Moses tells the Israelites in the first reading: If only you would keep the commandments of God! You would increase and prosper and find true joy. And the command of God is not mysterious or remote: it is in your hearts already; you have only to carry it out. You can be a saint. I can be a saint. We can all go to heaven, and live in peace and joy here on earth. We have only to carry out the command of God already in our hearts. That command is so simple: love God, and love your neighbor.

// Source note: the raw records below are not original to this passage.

//! Maps resource paths onto files under the root directory.

use log::{debug, warn};

use crate::parser::ResourcePath;
use crate::server::config::RootDir;

/// Outcome of looking a resource up on disk.
#[derive(Debug, Clone, PartialEq, Eq)]
pub enum Resolution {
    /// The file's full contents.
    Found(Vec<u8>),
    /// Missing, unreadable, a directory, or outside the root.
    NotFound,
}

/// Read the file a resource path names under `root`.
///
/// All open and read failures collapse into [`Resolution::NotFound`]. Paths
/// with a `..` segment are refused without touching the filesystem.
pub async fn resolve(root: &RootDir, path: &ResourcePath) -> Resolution {
    if path.has_parent_segment() {
        warn!("Refusing path outside root: {path}");
        return Resolution::NotFound;
    }

    let full_path = root.join(path.as_str());
    match tokio::fs::read(&full_path).await {
        Ok(contents) => {
            debug!("Read {len} bytes from {full_path}", len = contents.len());
            Resolution::Found(contents)
        }
        Err(e) => {
            debug!("Cannot read {full_path}: {e}");
            Resolution::NotFound
        }
    }
}

#[cfg(test)]
mod tests {
    use super::*;
    use crate::parser::parse_request;
    use crate::server::fixtures::scratch_root;

    fn path_of(request: &str) -> ResourcePath {
        parse_request(request.as_bytes()).unwrap()
    }

    #[test]
    fn test_join_inserts_single_separator() {
        assert_eq!(RootDir::new("/srv/www").join("index.html"), "/srv/www/index.html");
        assert_eq!(RootDir::new("/srv/www/").join("index.html"), "/srv/www/index.html");
        assert_eq!(RootDir::new("").join("index.html"), "index.html");
    }

    #[tokio::test]
    async fn test_resolve_existing_file() {
        let (_dir, root) = scratch_root(&[("index.html", "hi")]);

        let resolution = resolve(&root, &path_of("GET / HTTP/1.0\r\n\r\n")).await;
        assert_eq!(resolution, Resolution::Found(b"hi".to_vec()));
    }

    #[tokio::test]
    async fn test_resolve_nested_file_with_trailing_slash_root() {
        let (_dir, root) = scratch_root(&[("css/site.css", "body{}")]);
        let root = RootDir::new(format!("{root}/"));

        let resolution = resolve(&root, &path_of("GET /css/site.css HTTP/1.0\r\n\r\n")).await;
        assert_eq!(resolution, Resolution::Found(b"body{}".to_vec()));
    }

    #[tokio::test]
    async fn test_resolve_missing_file() {
        let (_dir, root) = scratch_root(&[]);

        let resolution = resolve(&root, &path_of("GET /missing.html HTTP/1.0\r\n\r\n")).await;
        assert_eq!(resolution, Resolution::NotFound);
    }

    #[tokio::test]
    async fn test_resolve_directory_is_not_found() {
        let (_dir, root) = scratch_root(&[("sub/inner.html", "inner")]);

        let resolution = resolve(&root, &path_of("GET /sub HTTP/1.0\r\n\r\n")).await;
        assert_eq!(resolution, Resolution::NotFound);
    }

    #[tokio::test]
    async fn test_resolve_refuses_parent_segments() {
        let (_dir, root) = scratch_root(&[("public/index.html", "hi"), ("secret.txt", "nope")]);
        let public = RootDir::new(format!("{root}/public"));

        let resolution = resolve(&public, &path_of("GET /../secret.txt HTTP/1.0\r\n\r\n")).await;
        assert_eq!(resolution, Resolution::NotFound);
    }
}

Today you will leave Mass and see many people. Some will irritate you. Some will insult you. Some will weary you. Each one of them is Jesus. He walks the earth disguised as troublesome people, to teach us how to love. Love isn’t a feeling; it is a decision, and only this decision to love brings us true joy. Make the effort to love the people you don’t want to love. Practice charity again and again until you get it right. Take a deep breath and exercise patience. Force yourself to think of others even when your own head is hurting. Anticipate the other person’s needs and serve him, even when he doesn’t deserve it. Forgive that person who disrespects you.
Love hurts, at least in the beginning. Mercy costs us, sometimes a great deal. Mother Teresa was talking to a group of American professionals one time. “Smile at each other,” she said. “Smile at your wife, smile at your husband, smile at your children, smile at each other—it doesn’t matter who it is—and that will help you to grow in greater love for each other.” One of the men (perhaps a lawyer) asked her, “Mother, are you married?” She responded: “Yes, I am, and sometimes Jesus asks a great deal of me, and it is hard to smile at him.” But she kept on smiling, and that is why she went to heaven. We can do the same, if we put our minds to it.